John Buhrmaster, the chief executive officer at First National Bank of Scotia in upstate New York, said he thinks U.S. banks are just as innovative as those elsewhere. He contends mobile banking use is more prevalent overseas than it is here mainly because Europe and Asia have fewer banks fragmenting the market. That helps the banks get their products to market more quickly, because fewer of them are vying for attention from their vendors.

"Here we are dealing with vendor backlog," with small institutions getting pushed to the back of the queue, Buhrmaster, one of the conference attendees, said in an interview.

If digital banking was the dominant theme at the conference, cybersecurity was a close second.
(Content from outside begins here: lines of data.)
impl EngineInner {
    async fn resolve_entry(
        self: Arc<Self>,
        key: EntryKey,
        mode: Mode,
    ) -> Result<Resolution, QuarryError> {
        let previous = self.load(&key).await;
        if mode == Mode::Cached
            && let Some(entry) = &previous
            && let Some(canonical) = &entry.canonical
            && !needs_refresh(entry, Utc::now(), &self.cfg.refresh)
        {
            return Ok(Resolution::Resolved(canonical.clone()));
        }

        let _permit = Arc::clone(&self.permits)
            .acquire_owned()
            .await
            .map_err(|e| QuarryError::Internal(format!("permit pool closed: {e}")))?;

        let now = Utc::now();
        let outcome = Walk {
            sources: &self.sources,
            symbol: &key.symbol,
            period_type: key.period_type,
            since: since(now, self.cfg.lookback),
            timeout: self.cfg.provider_timeout,
            now,
        }
        .run()
        .await?;

        let prev_failures = previous.as_ref().map_or(0, |e| e.consecutive_failures);
        let prev_incomplete = previous.as_ref().map_or(0, |e| e.incomplete_refreshes);
        // A kept record keeps the age it was resolved at.
        let (last_known, known_at) = match previous {
            Some(CacheEntry {
                canonical: Some(c),
                last_resolved_at,
                ..
            }) => (Some(c), last_resolved_at),
            _ => (None, now),
        };

        let (entry, resolution) = match outcome {
            Some(canonical) => {
                let incomplete_refreshes = if is_complete(&canonical, &self.cfg.refresh) {
                    0
                } else {
                    prev_incomplete.saturating_add(1)
                };
                let entry = CacheEntry {
                    key: key.clone(),
                    last_resolved_at: now,
                    canonical: Some(canonical.clone()),
                    consecutive_failures: 0,
                    incomplete_refreshes,
                };
                (entry, Resolution::Resolved(canonical))
            }
            None => {
                let consecutive_failures = prev_failures.saturating_add(1);
                let entry = CacheEntry {
                    key: key.clone(),
                    last_resolved_at: known_at,
                    canonical: last_known.clone(),
                    consecutive_failures,
                    incomplete_refreshes: prev_incomplete,
                };
                let na = NotAvailable {
                    symbol: key.symbol.clone(),
                    period_type: key.period_type,
                    consecutive_failures,
                    last_known,
                };
                (entry, Resolution::NotAvailable(na))
            }
        };
        self.save(entry).await;
        Ok(resolution)
    }

    /// Read an entry; failures and timeouts read as a miss.
    #[cfg_attr(not(feature = "tracing"), allow(unused_variables))]
    async fn load(&self, key: &EntryKey) -> Option<CacheEntry> {
        match tokio::time::timeout(self.cfg.store_timeout, self.store.get(key)).await {
            Ok(Ok(entry)) => entry,
            Ok(Err(e)) => {
                #[cfg(feature = "tracing")]
                tracing::warn!(%key, error = %e, "cache store read failed; treating as miss");
                None
            }
            Err(_) => {
                #[cfg(feature = "tracing")]
                tracing::warn!(%key, "cache store read timed out; treating as miss");
                None
            }
        }
    }

    /// Write an entry; failures and timeouts are logged and otherwise ignored.
    #[cfg_attr(not(feature = "tracing"), allow(unused_variables))]
    async fn save(&self, entry: CacheEntry) {
        #[cfg(feature = "tracing")]
        let key = entry.key.clone();
        match tokio::time::timeout(self.cfg.store_timeout, self.store.put(entry)).await {
            Ok(Ok(())) => {}
            Ok(Err(e)) => {
                #[cfg(feature = "tracing")]
                tracing::warn!(%key, error = %e, "cache store write failed");
            }
            Err(_) => {
                #[cfg(feature = "tracing")]
                tracing::warn!(%key, "cache store write timed out");
            }
        }
    }
}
In a keynote address to the roughly 400 bankers in attendance, Amias Gerety, the acting assistant secretary for financial institutions at the Treasury Department, said that regulators and law enforcement agencies are working to help smaller institutions fend off cyber attacks.

"We recognize that smaller companies often have fewer resources to manage what can be a highly technical and complex challenge," he said.

Treasury is in the midst of developing a set of cybersecurity "exercises in a box" that bankers will be able to download from the Internet to better assess the cyber readiness of their companies.

The Federal Bureau of Investigation also is planning to host open houses at its field offices across the country to help small banks bolster their response capabilities and their ties with law enforcement — an initiative that's being coordinated with the Treasury and the U.S. Secret Service.

Following Gerety's speech, Cynthia Blankenship, the chief operating officer at the $404 million-asset Bank of the West in Grapevine, Texas, said that while keeping pace with new technology like mobile banking is always top of mind for community bankers, it's the threat of a cyber attack that keeps them up at night.

Bankers in attendance said they also worry about how examiners will assess their ability to deal with such threats, particularly since the Federal Financial Institutions Examination Council released a cybersecurity assessment tool last summer to help banks gauge the level of risk they face and their ability to manage threats.

Buhrmaster said the tool is a good first step, "if implemented as promised."

However, the tool is designed to give banks recommendations on how to prepare for a possible cyber attack, and Buhrmaster worries that these recommendations could soon become de facto regulations.

He said examiners have already warned some banks that they could face enforcement actions if they are not deemed to be cyber ready by their next federal examination.

Buhrmaster is not downplaying the threat of a cyber attack; as he sees it, nothing hurts a bank's reputation more than a failure to protect customers' data.

But he also believes regulators should give banks time to test the tool and make tweaks as necessary without the threat of an enforcement action. He said that his $430 million-asset bank plans to bring in a consultant to help it work through the checklist because it doesn't have that kind of expertise on staff.

"Before it's made mandatory, regulators need to be seeking feedback from banks because it's a very complex tool," Buhrmaster said.